In the ultraviolet (UV), which is very important for example for investigation of small molecules and biological specimen, the dispersion and nonlinear losses of nonlinear crystals like BBO and LBO limit the phase-matching bandwidth and pump power. Therefore it is not possible to combine nonlinear frequency conversion with pulse shortening as this was successfully demonstrated for the visible [2]. At present the methods to get broadband conversion to the UV are sophisticated phase-matching schemes with angular dispersion [5, 6] and four wave mixing in gas-cells (air) [7] which is less efficient. If the nonlinear mixing is performed in hollow waveguides the generated ultraviolet pulses are additional cross phase modulated by the strong pump pulses leading to additional spectral broadening. This combination enabled to generate 8 fs pulses at 266 nm [8]. The generation of high harmonics has proven to provide even sub-fs pulses [9] in the EUV range but has also for lower orders very low conversion efficiency.
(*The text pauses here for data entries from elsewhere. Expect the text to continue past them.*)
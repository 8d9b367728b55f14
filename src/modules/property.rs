//! Wrapped property encodings shared by module payloads.

/// Boolean stored as `{"value": <bool>}`; a bare boolean is accepted on read.
pub(crate) mod bool_property {
    use serde::{Deserialize, Deserializer, Serialize, Serializer};

    #[derive(Serialize)]
    struct Wrapped {
        value: bool,
    }

    #[derive(Deserialize)]
    #[serde(untagged)]
    enum Stored {
        Wrapped { value: bool },
        Bare(bool),
    }

    pub fn serialize<S: Serializer>(value: &bool, serializer: S) -> Result<S::Ok, S::Error> {
        Wrapped { value: *value }.serialize(serializer)
    }

    pub fn deserialize<'de, D: Deserializer<'de>>(deserializer: D) -> Result<bool, D::Error> {
        Ok(match Stored::deserialize(deserializer)? {
            Stored::Wrapped { value } | Stored::Bare(value) => value,
        })
    }
}
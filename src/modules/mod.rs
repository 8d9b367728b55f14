//! Module settings payloads
//!
//! One submodule per settings-bearing module.

pub mod power_preview;
mod property;

pub use power_preview::{PowerPreviewProperties, PreviewFlag};
//! In-memory store
//!
//! Keeps documents in a concurrent map and counts reads per module.

use crate::storage::{SettingsStore, StorageError};
use dashmap::DashMap;

#[derive(Debug, Default)]
pub struct MemoryStore {
    documents: DashMap<String, String>,
    reads: DashMap<String, usize>,
    writes: DashMap<String, usize>,
}

impl MemoryStore {
    pub fn new() -> Self {
        Self::default()
    }

    /// Seed a document without counting it as a write
    pub fn with_document(self, module: impl Into<String>, contents: impl Into<String>) -> Self {
        self.documents.insert(module.into(), contents.into());
        self
    }

    /// Number of `read` calls made for a module, found or not
    pub fn read_count(&self, module: &str) -> usize {
        self.reads.get(module).map(|count| *count).unwrap_or(0)
    }

    pub fn write_count(&self, module: &str) -> usize {
        self.writes.get(module).map(|count| *count).unwrap_or(0)
    }

    pub fn document(&self, module: &str) -> Option<String> {
        self.documents.get(module).map(|doc| doc.value().clone())
    }
}

impl SettingsStore for MemoryStore {
    fn read(&self, module: &str) -> Result<String, StorageError> {
        *self.reads.entry(module.to_string()).or_insert(0) += 1;
        self.document(module)
            .ok_or_else(|| StorageError::NotFound(module.to_string()))
    }

    fn write(&self, module: &str, contents: &str) -> Result<(), StorageError> {
        *self.writes.entry(module.to_string()).or_insert(0) += 1;
        self.documents.insert(module.to_string(), contents.to_string());
        Ok(())
    }

    fn exists(&self, module: &str) -> bool {
        self.documents.contains_key(module)
    }
}
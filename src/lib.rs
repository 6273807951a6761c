//! Animated 2D solar system with pointer hit-testing.
//!
//! The library holds everything that does not need a terminal: the body
//! catalog, the two coordinate projections, the braille pixel canvas, the
//! frame painter, the animation driver and the hit-tester. The binary wires
//! them to crossterm.

pub mod canvas;
pub mod catalog;
pub mod config;
pub mod driver;
pub mod frame;
pub mod mapper;
pub mod params;
pub mod render;
pub mod surface;

pub use catalog::{Body, BodyInfo, Catalog};
pub use driver::{AnimationDriver, Clock, DriverState, FrameOutcome, StopToken, WallClock};
pub use frame::{Frame, FrameCache, Placement};
pub use hit_test::{hit_test, Interaction, PointerEvent};
pub use mapper::{compute_frame, Geometry};
pub use params::{Control, Parameters, ViewMode};
pub use surface::{Rgba, Surface};
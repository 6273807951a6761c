use crate::params::{Parameters, ViewMode};
use anyhow::{Context, Result};
use clap::Parser;
use directories::ProjectDirs;
use log::warn;
use serde::{Deserialize, Serialize};
use std::{
    fs, io,
    path::{Path, PathBuf},
};

#[derive(Clone, Debug, PartialEq, Serialize, Deserialize)]
#[serde(default)]
pub struct Settings {
    pub fps_cap: u32,
    pub enable_color: bool,
    pub view_mode: ViewMode,
    pub speed: f64,
    pub distance_scale: f64,
    pub central_size_scale: f64,
    pub body_size_scale: f64,
    pub show_orbits: bool,
}

impl Default for Settings {
    fn default() -> Self {
        let p = Parameters::default();
        Self {
            fps_cap: 60,
            enable_color: true,
            view_mode: p.view_mode,
            speed: p.speed_multiplier,
            distance_scale: p.distance_scale,
            central_size_scale: p.central_body_size_scale,
            body_size_scale: p.body_size_scale,
            show_orbits: p.show_orbits,
        }
    }
}

impl Settings {
    /// Starting control-panel values, clamped into their slider ranges.
    pub fn parameters(&self) -> Parameters {
        Parameters {
            view_mode: self.view_mode,
            speed_multiplier: self.speed,
            distance_scale: self.distance_scale,
            central_body_size_scale: self.central_size_scale,
            body_size_scale: self.body_size_scale,
            show_orbits: self.show_orbits,
        }
        .clamped()
    }

    pub fn fps(&self) -> u32 {
        self.fps_cap.clamp(10, 240)
    }

    pub fn apply_cli(&mut self, cli: &Cli) {
        if let Some(fps) = cli.fps {
            self.fps_cap = fps;
        }
        if cli.mono {
            self.enable_color = false;
        }
        if cli.realistic {
            self.view_mode = ViewMode::Realistic;
        }
        if cli.illustrative {
            self.view_mode = ViewMode::Illustrative;
        }
        if let Some(v) = cli.speed {
            self.speed = v;
        }
        if let Some(v) = cli.distance {
            self.distance_scale = v;
        }
        if let Some(v) = cli.sun_size {
            self.central_size_scale = v;
        }
        if let Some(v) = cli.body_size {
            self.body_size_scale = v;
        }
        if cli.hide_orbits {
            self.show_orbits = false;
        }
    }
}

/// Animated solar system in the terminal. Click a planet for details.
#[derive(Parser, Debug, Clone, Default)]
#[command(version, about)]
pub struct Cli {
    /// Settings file (JSON). Defaults to the per-user config directory.
    #[arg(long)]
    pub config: Option<PathBuf>,

    /// Log file. Defaults to the per-user data directory.
    #[arg(long)]
    pub log_file: Option<PathBuf>,

    /// Frame cap (10-240).
    #[arg(long)]
    pub fps: Option<u32>,

    /// Disable truecolor output.
    #[arg(long, default_value_t = false)]
    pub mono: bool,

    /// Start in realistic (proportional) view.
    #[arg(long, default_value_t = false, conflicts_with = "illustrative")]
    pub realistic: bool,

    /// Start in illustrative (evenly spaced) view.
    #[arg(long, default_value_t = false)]
    pub illustrative: bool,

    /// Speed multiplier (0.1-10).
    #[arg(long)]
    pub speed: Option<f64>,

    /// Distance scale (0.1-2).
    #[arg(long)]
    pub distance: Option<f64>,

    /// Sun size scale (0.1-2).
    #[arg(long)]
    pub sun_size: Option<f64>,

    /// Planet size scale (0.1-2).
    #[arg(long)]
    pub body_size: Option<f64>,

    /// Start with orbit paths hidden.
    #[arg(long, default_value_t = false)]
    pub hide_orbits: bool,
}

pub struct Paths {
    pub settings_path: PathBuf,
    pub log_path: PathBuf,
}

pub fn project_paths() -> Result<Paths> {
    let proj = ProjectDirs::from("com", "solarium", "Solarium")
        .context("could not resolve project directories")?;
    let config_dir = proj.config_dir().to_path_buf();
    let data_dir = proj.data_local_dir().to_path_buf();
    fs::create_dir_all(&data_dir)
        .with_context(|| format!("creating {}", data_dir.display()))?;
    Ok(Paths {
        settings_path: config_dir.join("settings.json"),
        log_path: data_dir.join("solarium.log"),
    })
}

/// Missing file means defaults; a broken file is reported and ignored.
pub fn load_settings(path: &Path) -> Result<Settings> {
    let text = match fs::read_to_string(path) {
        Ok(s) => s,
        Err(e) if e.kind() == io::ErrorKind::NotFound => return Ok(Settings::default()),
        Err(e) => return Err(e).with_context(|| format!("reading {}", path.display())),
    };
    match serde_json::from_str::<Settings>(&text) {
        Ok(s) => Ok(s),
        Err(e) => {
            warn!("ignoring {}: {e}", path.display());
            Ok(Settings::default())
        }
    }
}

#[cfg(test)]
mod tests {
    use super::*;

    fn temp_file(name: &str, body: &str) -> PathBuf {
        let path = std::env::temp_dir().join(format!("solarium-{}-{name}", std::process::id()));
        fs::write(&path, body).unwrap();
        path
    }

    #[test]
    fn missing_file_gives_defaults() {
        let path = std::env::temp_dir().join("solarium-definitely-missing.json");
        assert_eq!(load_settings(&path).unwrap(), Settings::default());
    }

    #[test]
    fn partial_file_fills_defaults() {
        let path = temp_file("partial.json", r#"{ "view_mode": "realistic", "speed": 3.0 }"#);
        let s = load_settings(&path).unwrap();
        fs::remove_file(&path).ok();
        assert_eq!(s.view_mode, ViewMode::Realistic);
        assert_eq!(s.speed, 3.0);
        assert!(s.show_orbits);
        assert_eq!(s.fps_cap, 60);
    }

    #[test]
    fn garbage_file_falls_back() {
        let path = temp_file("garbage.json", "{ not json");
        let s = load_settings(&path).unwrap();
        fs::remove_file(&path).ok();
        assert_eq!(s, Settings::default());
    }

    #[test]
    fn out_of_range_values_are_clamped() {
        let s = Settings { speed: 99.0, body_size_scale: 0.0, fps_cap: 1, ..Settings::default() };
        let p = s.parameters();
        assert_eq!(p.speed_multiplier, 10.0);
        assert!((p.body_size_scale - 0.1).abs() < 1e-9);
        assert_eq!(s.fps(), 10);
    }

    #[test]
    fn cli_overrides_file() {
        let cli = Cli::parse_from(["solarium", "--realistic", "--speed", "2.5", "--hide-orbits", "--mono"]);
        let mut s = Settings::default();
        s.apply_cli(&cli);
        assert_eq!(s.view_mode, ViewMode::Realistic);
        assert_eq!(s.speed, 2.5);
        assert!(!s.show_orbits);
        assert!(!s.enable_color);
    }
}
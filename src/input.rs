use crate::term::{Layout, CELL_PX};
use crossterm::event::{
    self, Event, KeyCode, KeyEvent, KeyEventKind, KeyModifiers, MouseButton, MouseEvent,
    MouseEventKind,
};
use solarium::{hit_test, Control, FrameCache, PointerEvent};
use std::time::Duration;

#[derive(Clone, Copy, Debug, PartialEq)]
pub(crate) enum Action {
    Quit,
    HelpToggle,
    ToggleView,
    ToggleOrbits,
    FocusNext,
    FocusPrev,
    /// Move the focused slider by whole steps.
    AdjustFocused(i32),
    Nudge(Control, i32),
    ResetParams,
    Dismiss,
    Pointer(PointerEvent),
}

pub(crate) fn collect_input_nonblocking(
    max_frame_time: Duration,
    layout: &Layout,
) -> anyhow::Result<Vec<Action>> {
    let mut out = Vec::new();

    // poll with a tiny timeout so we stay responsive
    let timeout = std::cmp::min(Duration::from_millis(1), max_frame_time);
    while event::poll(timeout)? {
        if let Some(action) = map_event(event::read()?, layout) {
            out.push(action);
            if out.len() >= 64 {
                break;
            }
        }
    }
    Ok(out)
}

/// Terminals report no "pointer left the window" event, so hover is only
/// cleared by moving onto the panel or by the window losing focus.
pub(crate) fn map_event(ev: Event, layout: &Layout) -> Option<Action> {
    match ev {
        Event::Key(k) if k.kind == KeyEventKind::Press || k.kind == KeyEventKind::Repeat => {
            map_key(k)
        }
        Event::Mouse(m) => map_mouse(m, layout).map(Action::Pointer),
        Event::FocusLost => Some(Action::Pointer(PointerEvent::Leave)),
        _ => None,
    }
}

fn map_key(k: KeyEvent) -> Option<Action> {
    if k.modifiers.contains(KeyModifiers::CONTROL) && matches!(k.code, KeyCode::Char('c')) {
        return Some(Action::Quit);
    }
    let action = match k.code {
        KeyCode::Char('q') | KeyCode::Char('Q') => Action::Quit,
        KeyCode::Char('h') | KeyCode::Char('H') | KeyCode::Char('?') => Action::HelpToggle,
        KeyCode::Char('v') | KeyCode::Char('V') => Action::ToggleView,
        KeyCode::Char('o') | KeyCode::Char('O') => Action::ToggleOrbits,
        KeyCode::Char('r') | KeyCode::Char('R') => Action::ResetParams,
        KeyCode::Tab | KeyCode::Down => Action::FocusNext,
        KeyCode::BackTab | KeyCode::Up => Action::FocusPrev,
        KeyCode::Right => Action::AdjustFocused(1),
        KeyCode::Left => Action::AdjustFocused(-1),
        KeyCode::Char(']') => Action::Nudge(Control::Speed, 1),
        KeyCode::Char('[') => Action::Nudge(Control::Speed, -1),
        KeyCode::Char('=') | KeyCode::Char('+') => Action::Nudge(Control::Distance, 1),
        KeyCode::Char('-') => Action::Nudge(Control::Distance, -1),
        KeyCode::Char('.') => Action::Nudge(Control::CentralSize, 1),
        KeyCode::Char(',') => Action::Nudge(Control::CentralSize, -1),
        KeyCode::Char('\'') => Action::Nudge(Control::BodySize, 1),
        KeyCode::Char(';') => Action::Nudge(Control::BodySize, -1),
        KeyCode::Esc => Action::Dismiss,
        _ => return None,
    };
    Some(action)
}

/// Mouse cells become canvas pixels; anything over the panel counts as leaving.
fn map_mouse(m: MouseEvent, layout: &Layout) -> Option<PointerEvent> {
    let pos = layout.cell_to_canvas(m.column, m.row);
    match (m.kind, pos) {
        (MouseEventKind::Down(MouseButton::Left), Some((x, y))) => Some(PointerEvent::Click { x, y }),
        (MouseEventKind::Moved | MouseEventKind::Drag(_), Some((x, y))) => {
            Some(PointerEvent::Move { x, y })
        }
        (MouseEventKind::Moved | MouseEventKind::Drag(_), None) => Some(PointerEvent::Leave),
        _ => None,
    }
}

/// Widen a pointer at a cell centre to the cell's whole pixel block.
///
/// If the centre misses, the event is moved to the point of the block nearest
/// the first body (catalog order) whose disk reaches into the block.
pub(crate) fn resolve_in_cell(ev: PointerEvent, cache: &FrameCache) -> PointerEvent {
    let (x, y) = match ev {
        PointerEvent::Click { x, y } | PointerEvent::Move { x, y } => (x, y),
        PointerEvent::Leave => return ev,
    };
    if hit_test(cache, x, y).is_some() {
        return ev;
    }

    let (cw, ch) = CELL_PX;
    let (x0, y0) = ((x / cw).floor() * cw, (y / ch).floor() * ch);
    let target = cache.iter().find_map(|(_, pl)| {
        let p = pl?;
        let (nx, ny) = (p.x.clamp(x0, x0 + cw), p.y.clamp(y0, y0 + ch));
        p.contains(nx, ny).then_some((nx, ny))
    });

    match (ev, target) {
        (PointerEvent::Click { .. }, Some((x, y))) => PointerEvent::Click { x, y },
        (PointerEvent::Move { .. }, Some((x, y))) => PointerEvent::Move { x, y },
        _ => ev,
    }
}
Here we present a new approach for generation of energetic sub-30 fs ultraviolet pulses based on a combination of conversion to the UV by efficient second order nonlinear processes and additional pulse compression by impulsively excited rotational wave-packets in nitrogen. In order to increase the overall compression we also use hollow waveguides to lengthen the region of efficient impulsive excitation and probe pulse modulation. The basic idea for our experiment was proposed in [4]. The specific requirements for the UV/VUV spectral range, detailed aspects of compression and pumping and limitations are theoretical analyzed in [10]. In the present work we have to consider rotational wave-packets and not only the excitation of two dominant rotational levels. For nitrogen at room temperature the impulsive excitation leads to wave-packet like recurrences of fast temporal changes of the refracting index as a result of the dynamical alignment. Probe-pulse compression by such rotational wave-packets excited with ultrashort pulses at 800nm was first demonstrated in [11] in CO₂. The probe pulses at 400 nm were compressed down to 30 fs. A theoretical analysis of limits for pulse shortening with nitrogen was published in [12]. Since in that paper the excitation condition and preparation of nitrogen were much different to our experiment we also describe very briefly an analytical model for the analysis of our data and further optimization of the pulse compression.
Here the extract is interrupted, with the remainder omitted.